Разделитель для чтения книг в онлайн библиотеке

Онлайн книга «Космополит. Географические фантазии»

Cтраница 8

Вооруженный барышом в 35 тысяч лир, которые можно было обменять на ящик сомнительного бренди, десяток замороженных кур или одну Венецию, я отправился на экскурсию с автобусом себе подобных.

К этому путешествию я готовился долго, точнее — сколько себя помню. Поэтому сперва я не увидел ничего, кроме чужих метафор. Но когда они стали складываться в город, неисчерпаемый, словно язык, и компактный, как словарь, я понял, что мне его хватит навсегда.

Между тем пришло время обедать.

— «Квадри» или «Флориан»? — спросил опытный вожатый.

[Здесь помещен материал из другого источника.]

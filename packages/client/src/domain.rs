//! Reconnection policy.
//!
//! This module contains pure functions that decide what the connection
//! worker does after a connection ends, making them easy to test.

use std::time::Duration;

/// Default delay between reconnection attempts
pub const DEFAULT_RECONNECT_INTERVAL: Duration = Duration::from_millis(3000);

/// Default number of reconnection attempts before giving up
pub const DEFAULT_MAX_RECONNECT_ATTEMPTS: u32 = 5;

/// How a connection ended.
#[derive(Debug, Clone, Copy, PartialEq, Eq)]
pub enum ConnectionOutcome {
    /// The socket never opened
    OpenFailed,
    /// The socket opened and later dropped without a terminal status
    Lost,
    /// The channel delivered a terminal status
    Finished,
    /// The owner asked for the connection to close
    Shutdown,
}

/// Next step of the connection worker.
#[derive(Debug, Clone, Copy, PartialEq, Eq)]
pub enum ReconnectDecision {
    /// Wait `delay`, then make reconnection attempt number `attempt`
    Retry { attempt: u32, delay: Duration },
    /// The cap was hit; report it and stop
    GiveUp { attempts: u32 },
    /// Stop without reporting anything
    Stop,
}

/// Fixed-interval reconnection policy with an attempt cap.
#[derive(Debug, Clone, Copy, PartialEq, Eq)]
pub struct ReconnectPolicy {
    pub interval: Duration,
    pub max_attempts: u32,
}

impl Default for ReconnectPolicy {
    fn default() -> Self {
        Self {
            interval: DEFAULT_RECONNECT_INTERVAL,
            max_attempts: DEFAULT_MAX_RECONNECT_ATTEMPTS,
        }
    }
}

impl ReconnectPolicy {
    pub fn new(interval: Duration, max_attempts: u32) -> Self {
        Self {
            interval,
            max_attempts,
        }
    }

    /// Decide what to do after a connection ended.
    ///
    /// # Arguments
    ///
    /// * `outcome` - How the connection ended
    /// * `attempts_made` - Reconnection attempts made since the last successful open
    pub fn decide(&self, outcome: ConnectionOutcome, attempts_made: u32) -> ReconnectDecision {
        if !should_attempt_reconnect(outcome) {
            return ReconnectDecision::Stop;
        }
        if attempts_made >= self.max_attempts {
            return ReconnectDecision::GiveUp {
                attempts: self.max_attempts,
            };
        }
        ReconnectDecision::Retry {
            attempt: attempts_made + 1,
            delay: self.interval,
        }
    }
}

/// Check if the connection should be re-established after it ended.
///
/// Only unclean endings are retried: a terminal status or an explicit
/// shutdown never triggers a reconnect.
pub fn should_attempt_reconnect(outcome: ConnectionOutcome) -> bool {
    matches!(outcome, ConnectionOutcome::OpenFailed | ConnectionOutcome::Lost)
}

#[cfg(test)]
mod tests {
    use super::*;

    #[test]
    fn test_default_policy() {
        // テスト項目: デフォルトのポリシーは 3000ms 間隔・最大 5 回
        // given (前提条件):

        // when (操作):
        let policy = ReconnectPolicy::default();

        // then (期待する結果):
        assert_eq!(policy.interval, Duration::from_millis(3000));
        assert_eq!(policy.max_attempts, 5);
    }

    #[test]
    fn test_should_not_reconnect_after_terminal_status() {
        // テスト項目: 終端ステータス受信後は再接続しない
        // given (前提条件):
        let policy = ReconnectPolicy::default();

        // when (操作):
        let result = policy.decide(ConnectionOutcome::Finished, 0);

        // then (期待する結果):
        assert_eq!(result, ReconnectDecision::Stop);
    }

    #[test]
    fn test_should_not_reconnect_after_shutdown() {
        // テスト項目: 明示的な切断後は再接続しない
        // given (前提条件):
        let policy = ReconnectPolicy::default();

        // when (操作):
        let result = policy.decide(ConnectionOutcome::Shutdown, 0);

        // then (期待する結果):
        assert_eq!(result, ReconnectDecision::Stop);
    }

    #[test]
    fn test_should_reconnect_first_attempt() {
        // テスト項目: 初回の切断では 1 回目の再接続が予定される
        // given (前提条件):
        let policy = ReconnectPolicy::default();

        // when (操作):
        let result = policy.decide(ConnectionOutcome::Lost, 0);

        // then (期待する結果):
        assert_eq!(
            result,
            ReconnectDecision::Retry {
                attempt: 1,
                delay: Duration::from_millis(3000)
            }
        );
    }

    #[test]
    fn test_should_reconnect_one_before_limit() {
        // テスト項目: 上限の 1 回前までは再接続が予定される
        // given (前提条件):
        let policy = ReconnectPolicy::default();

        // when (操作):
        let result = policy.decide(ConnectionOutcome::OpenFailed, 4);

        // then (期待する結果):
        assert!(matches!(result, ReconnectDecision::Retry { attempt: 5, .. }));
    }

    #[test]
    fn test_should_give_up_at_limit() {
        // テスト項目: 再接続回数が上限に達した場合は諦める
        // given (前提条件):
        let policy = ReconnectPolicy::default();

        // when (操作):
        let result = policy.decide(ConnectionOutcome::OpenFailed, 5);

        // then (期待する結果):
        assert_eq!(result, ReconnectDecision::GiveUp { attempts: 5 });
    }

    #[test]
    fn test_zero_attempt_policy_gives_up_immediately() {
        // テスト項目: 上限 0 回のポリシーでは即座に諦める
        // given (前提条件):
        let policy = ReconnectPolicy::new(Duration::from_millis(10), 0);

        // when (操作):
        let result = policy.decide(ConnectionOutcome::Lost, 0);

        // then (期待する結果):
        assert_eq!(result, ReconnectDecision::GiveUp { attempts: 0 });
    }
}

Выбор был непростым. Перед каждым кафе стояло по белому роялю, и музыка звучала одна и та же, из «Крестного отца». Как это водится у русских, за нас решили писатели. Я вспомнил, что во «Флориане» сиживал Гёте. Из уважения к нему мы перешли площадь и, устроившись в тени колоннады, чтобы не лишать себя звуков и запахов, открыли по банке «Завтрака туриста», сопровождавшего нас от Бреста до Форума.

Примерно так я себе представлял переход Суворова через Альпы. В отличие от него, я решил сюда вернуться.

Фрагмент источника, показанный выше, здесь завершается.